Data extracted from a collection
====
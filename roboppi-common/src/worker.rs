//! Worker task/handle/result data model (spec.md §3, §4.6).

use crate::activity::ActivitySink;
use crate::cancellation::CancelHandle;
use crate::error::ErrorClass;
use crate::ids::WorkerHandleId;
use chrono::{DateTime, Utc};
use serde::{Deserialize, Serialize};
use std::collections::HashSet;
use std::path::PathBuf;
use std::time::Duration;

/// Which adapter a task is routed to. `Custom` carries the external
/// command name so operators can register arbitrary CLIs without a code
/// change (spec.md §6's workflow YAML schema names exactly these four).
#[derive(Debug, Clone, PartialEq, Eq, Hash, Serialize, Deserialize)]
#[serde(rename_all = "snake_case")]
pub enum WorkerKind {
    CodexCli,
    ClaudeCode,
    Opencode,
    Custom(String),
    /// Routes a `plugin_event` job (spec.md §3's job-kind list) to a
    /// no-op adapter that records an observation and resolves
    /// immediately — no subprocess involved (SPEC_FULL.md's plugin
    /// event/maintenance supplemental feature).
    Inline,
    /// Routes a `maintenance` job to a one-shot shell command run to
    /// completion, never streamed (same supplemental feature).
    Maintenance,
}

impl std::fmt::Display for WorkerKind {
    fn fmt(&self, f: &mut std::fmt::Formatter<'_>) -> std::fmt::Result {
        match self {
            WorkerKind::CodexCli => write!(f, "codex_cli"),
            WorkerKind::ClaudeCode => write!(f, "claude_code"),
            WorkerKind::Opencode => write!(f, "opencode"),
            WorkerKind::Custom(name) => write!(f, "custom:{name}"),
            WorkerKind::Inline => write!(f, "inline"),
            WorkerKind::Maintenance => write!(f, "maintenance"),
        }
    }
}

#[derive(Debug, Clone, Copy, PartialEq, Eq, Hash, Serialize, Deserialize)]
#[serde(rename_all = "snake_case")]
pub enum Capability {
    Read,
    Edit,
    RunTests,
    RunCommands,
}

#[derive(Debug, Clone, Copy, PartialEq, Eq, Serialize, Deserialize)]
#[serde(rename_all = "snake_case")]
pub enum OutputMode {
    Stream,
    Batch,
}

#[derive(Debug, Clone, Serialize, Deserialize)]
pub struct WorkerBudget {
    #[serde(with = "humantime_serde")]
    pub deadline: Duration,
    pub max_steps: Option<u32>,
    #[serde(default, with = "humantime_serde::option")]
    pub max_command_time: Option<Duration>,
    #[serde(default, with = "humantime_serde::option")]
    pub grace_period: Option<Duration>,
}

impl WorkerBudget {
    pub fn grace_period_or_default(&self) -> Duration {
        self.grace_period.unwrap_or(Duration::from_secs(10))
    }
}

/// A request to an adapter to run one external process (spec.md §3).
#[derive(Clone)]
pub struct WorkerTask {
    pub task_id: WorkerHandleId,
    pub worker_kind: WorkerKind,
    pub workspace: PathBuf,
    pub instructions: String,
    pub capabilities: HashSet<Capability>,
    pub output_mode: OutputMode,
    pub budget: WorkerBudget,
    pub abort: CancelHandle,
    /// Pinged once per worker event (stdout/stderr line, progress,
    /// patch) by the adapter driving this task. `None` unless a caller
    /// (the stall sentinel's no-output watcher, spec.md §4.12) wired one
    /// in before delegating.
    pub activity: Option<ActivitySink>,
}

/// Opaque reference returned by `startTask`.
#[derive(Debug, Clone)]
pub struct WorkerHandle {
    pub id: WorkerHandleId,
    pub worker_kind: WorkerKind,
    pub abort: CancelHandle,
}

/// One event in a worker's output stream. The stream is finite: it ends
/// when both stdout and stderr close.
#[derive(Debug, Clone, Serialize, Deserialize)]
#[serde(tag = "type", rename_all = "snake_case")]
pub enum WorkerEvent {
    Stdout { bytes: Vec<u8> },
    Stderr { bytes: Vec<u8> },
    Progress { message: String, percent: Option<f32> },
    Patch { file_path: String, unified_diff: String },
}

#[derive(Debug, Clone, Copy, PartialEq, Eq, Serialize, Deserialize)]
#[serde(rename_all = "snake_case")]
pub enum WorkerStatus {
    Succeeded,
    Failed,
    Cancelled,
    TimedOut,
}

#[derive(Debug, Clone, Serialize, Deserialize)]
pub struct Artifact {
    #[serde(rename = "type")]
    pub kind: String,
    pub reference: String,
    pub content: Option<String>,
}

#[derive(Debug, Clone, Serialize, Deserialize)]
pub struct CostRecord {
    pub wall_time: Duration,
    pub token_estimate: Option<u64>,
}

/// Terminal outcome of a worker task (spec.md §3).
#[derive(Debug, Clone, Serialize, Deserialize)]
pub struct WorkerResult {
    pub status: WorkerStatus,
    pub artifacts: Vec<Artifact>,
    pub observations: Vec<String>,
    pub cost: CostRecord,
    pub duration: Duration,
    pub exit_code: Option<i32>,
    pub error_class: Option<ErrorClass>,
}

impl WorkerResult {
    pub fn cancelled(duration: Duration) -> Self {
        Self {
            status: WorkerStatus::Cancelled,
            artifacts: Vec::new(),
            observations: vec!["task cancelled".to_string()],
            cost: CostRecord {
                wall_time: duration,
                token_estimate: None,
            },
            duration,
            exit_code: None,
            error_class: None,
        }
    }

    pub fn failed(error_class: ErrorClass, observation: impl Into<String>) -> Self {
        Self {
            status: WorkerStatus::Failed,
            artifacts: Vec::new(),
            observations: vec![observation.into()],
            cost: CostRecord {
                wall_time: Duration::ZERO,
                token_estimate: None,
            },
            duration: Duration::ZERO,
            exit_code: None,
            error_class: Some(error_class),
        }
    }

    /// Truncate `text` to a bounded head+tail per spec.md §7 ("head 800
    /// bytes + tail 800 bytes with elision marker if larger than 2000
    /// bytes").
    pub fn bound_tail(text: &str) -> String {
        const HEAD: usize = 800;
        const TAIL: usize = 800;
        const THRESHOLD: usize = 2000;
        let bytes = text.as_bytes();
        if bytes.len() <= THRESHOLD {
            return text.to_string();
        }
        let head = String::from_utf8_lossy(&bytes[..HEAD]);
        let tail = String::from_utf8_lossy(&bytes[bytes.len() - TAIL..]);
        format!("{head}\n...[elided {} bytes]...\n{tail}", bytes.len() - HEAD - TAIL)
    }
}

#[derive(Debug, Clone, Serialize, Deserialize)]
pub struct WorkerRecord {
    pub handle_id: WorkerHandleId,
    pub worker_kind: WorkerKind,
    pub started_at: DateTime<Utc>,
}
//! Wire message shapes (spec.md §4.13, §6): one JSON object per line,
//! every message carries `type` and an optional `requestId`. Requests
//! flow scheduler → core; responses/notifications flow core → scheduler;
//! `error` can flow either way.

use roboppi_common::{Job, JobId, PermitView, Rejection, WorkerResult};
use serde::{Deserialize, Serialize};

/// Closed outcome set for `job_completed` (spec.md §9 edge case 8 uses
/// `outcome=cancelled` alongside `result.status=cancelled`).
#[derive(Debug, Clone, Copy, PartialEq, Eq, Serialize, Deserialize)]
#[serde(rename_all = "snake_case")]
pub enum JobOutcome {
    Succeeded,
    Failed,
    Cancelled,
}

impl From<roboppi_common::WorkerStatus> for JobOutcome {
    fn from(status: roboppi_common::WorkerStatus) -> Self {
        match status {
            roboppi_common::WorkerStatus::Succeeded => JobOutcome::Succeeded,
            roboppi_common::WorkerStatus::Cancelled => JobOutcome::Cancelled,
            roboppi_common::WorkerStatus::Failed | roboppi_common::WorkerStatus::TimedOut => {
                JobOutcome::Failed
            }
        }
    }
}

/// A serializable view of an escalation event (spec.md §4.14), kept
/// independent of `roboppi-executor`'s internal `EscalationEvent` type so
/// this crate doesn't have to depend on the executor — `roboppi-core`
/// converts at the wiring boundary.
#[derive(Debug, Clone, Serialize, Deserialize)]
pub struct EscalationEventView {
    pub scope: String,
    pub action: String,
    pub severity: String,
}

/// The full closed set of message shapes on the wire. One enum covers
/// both directions: the framing layer doesn't know in advance which
/// messages a given line could be, it just decodes `type`.
#[derive(Debug, Clone, Serialize, Deserialize)]
#[serde(tag = "type", rename_all = "snake_case")]
pub enum Message {
    // --- requests (scheduler -> core) ---
    SubmitJob {
        #[serde(rename = "requestId", skip_serializing_if = "Option::is_none")]
        request_id: Option<String>,
        job: Job,
    },
    RequestPermit {
        #[serde(rename = "requestId", skip_serializing_if = "Option::is_none")]
        request_id: Option<String>,
        job: Job,
        #[serde(rename = "attemptIndex")]
        attempt_index: u32,
    },
    CancelJob {
        #[serde(rename = "requestId", skip_serializing_if = "Option::is_none")]
        request_id: Option<String>,
        #[serde(rename = "jobId")]
        job_id: JobId,
        reason: String,
    },
    ReportQueueMetrics {
        #[serde(rename = "requestId", skip_serializing_if = "Option::is_none")]
        request_id: Option<String>,
        #[serde(rename = "queueDepth")]
        queue_depth: u64,
        #[serde(rename = "oldestJobAgeMs")]
        oldest_job_age_ms: u64,
        #[serde(rename = "backlogCount")]
        backlog_count: u64,
    },

    // --- responses / notifications (core -> scheduler) ---
    Ack {
        #[serde(rename = "requestId", skip_serializing_if = "Option::is_none")]
        request_id: Option<String>,
        #[serde(rename = "jobId")]
        job_id: JobId,
    },
    PermitGranted {
        #[serde(rename = "requestId", skip_serializing_if = "Option::is_none")]
        request_id: Option<String>,
        permit: PermitView,
    },
    PermitRejected {
        #[serde(rename = "requestId", skip_serializing_if = "Option::is_none")]
        request_id: Option<String>,
        rejection: Rejection,
    },
    JobCompleted {
        #[serde(rename = "jobId")]
        job_id: JobId,
        outcome: JobOutcome,
        result: WorkerResult,
    },
    JobCancelled {
        #[serde(rename = "requestId", skip_serializing_if = "Option::is_none")]
        request_id: Option<String>,
        #[serde(rename = "jobId")]
        job_id: JobId,
        reason: String,
    },
    Escalation {
        event: EscalationEventView,
    },
    Heartbeat {
        timestamp: chrono::DateTime<chrono::Utc>,
    },

    // --- either direction ---
    Error {
        #[serde(rename = "requestId", skip_serializing_if = "Option::is_none")]
        request_id: Option<String>,
        code: String,
        message: String,
    },
}

impl Message {
    /// The `requestId` carried by this message, if any. Notifications
    /// that are never correlated (`job_completed`, `escalation`,
    /// `heartbeat`) have none.
    pub fn request_id(&self) -> Option<&str> {
        match self {
            Message::SubmitJob { request_id, .. }
            | Message::RequestPermit { request_id, .. }
            | Message::CancelJob { request_id, .. }
            | Message::ReportQueueMetrics { request_id, .. }
            | Message::Ack { request_id, .. }
            | Message::PermitGranted { request_id, .. }
            | Message::PermitRejected { request_id, .. }
            | Message::JobCancelled { request_id, .. }
            | Message::Error { request_id, .. } => request_id.as_deref(),
            Message::JobCompleted { .. } | Message::Escalation { .. } | Message::Heartbeat { .. } => None,
        }
    }

    pub fn error(request_id: Option<String>, code: impl Into<String>, message: impl Into<String>) -> Self {
        Message::Error {
            request_id,
            code: code.into(),
            message: message.into(),
        }
    }
}

#[cfg(test)]
mod tests {
    use super::*;
    use roboppi_common::{JobKind, JobLimits, Priority, PriorityClass};
    use std::time::Duration;

    #[test]
    fn submit_job_round_trips_through_json() {
        let job = Job::new(
            JobKind::WorkerTask,
            Priority {
                value: 0,
                class: PriorityClass::Interactive,
            },
            serde_json::json!({}),
            JobLimits {
                timeout: Duration::from_secs(30),
                max_attempts: 1,
                cost_hint: None,
            },
        );
        let msg = Message::SubmitJob {
            request_id: Some("r1".to_string()),
            job,
        };
        let line = serde_json::to_string(&msg).unwrap();
        assert!(line.contains("\"type\":\"submit_job\""));
        assert!(line.contains("\"requestId\":\"r1\""));
        let parsed: Message = serde_json::from_str(&line).unwrap();
        assert_eq!(parsed.request_id(), Some("r1"));
    }

    #[test]
    fn job_completed_has_no_request_id() {
        let msg = Message::JobCompleted {
            job_id: JobId::new(),
            outcome: JobOutcome::Cancelled,
            result: WorkerResult::cancelled(Duration::from_millis(1)),
        };
        assert_eq!(msg.request_id(), None);
        let line = serde_json::to_string(&msg).unwrap();
        assert!(!line.contains("requestId"));
    }

    #[test]
    fn unknown_type_fails_to_parse() {
        let raw = r#"{"type":"not_a_real_type"}"#;
        assert!(serde_json::from_str::<Message>(raw).is_err());
    }
}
====
Assignment
If a line in the data holds the string "TimedOut", copy that line.

Written response
    TimedOut,
            roboppi_common::WorkerStatus::Failed | roboppi_common::WorkerStatus::TimedOut => {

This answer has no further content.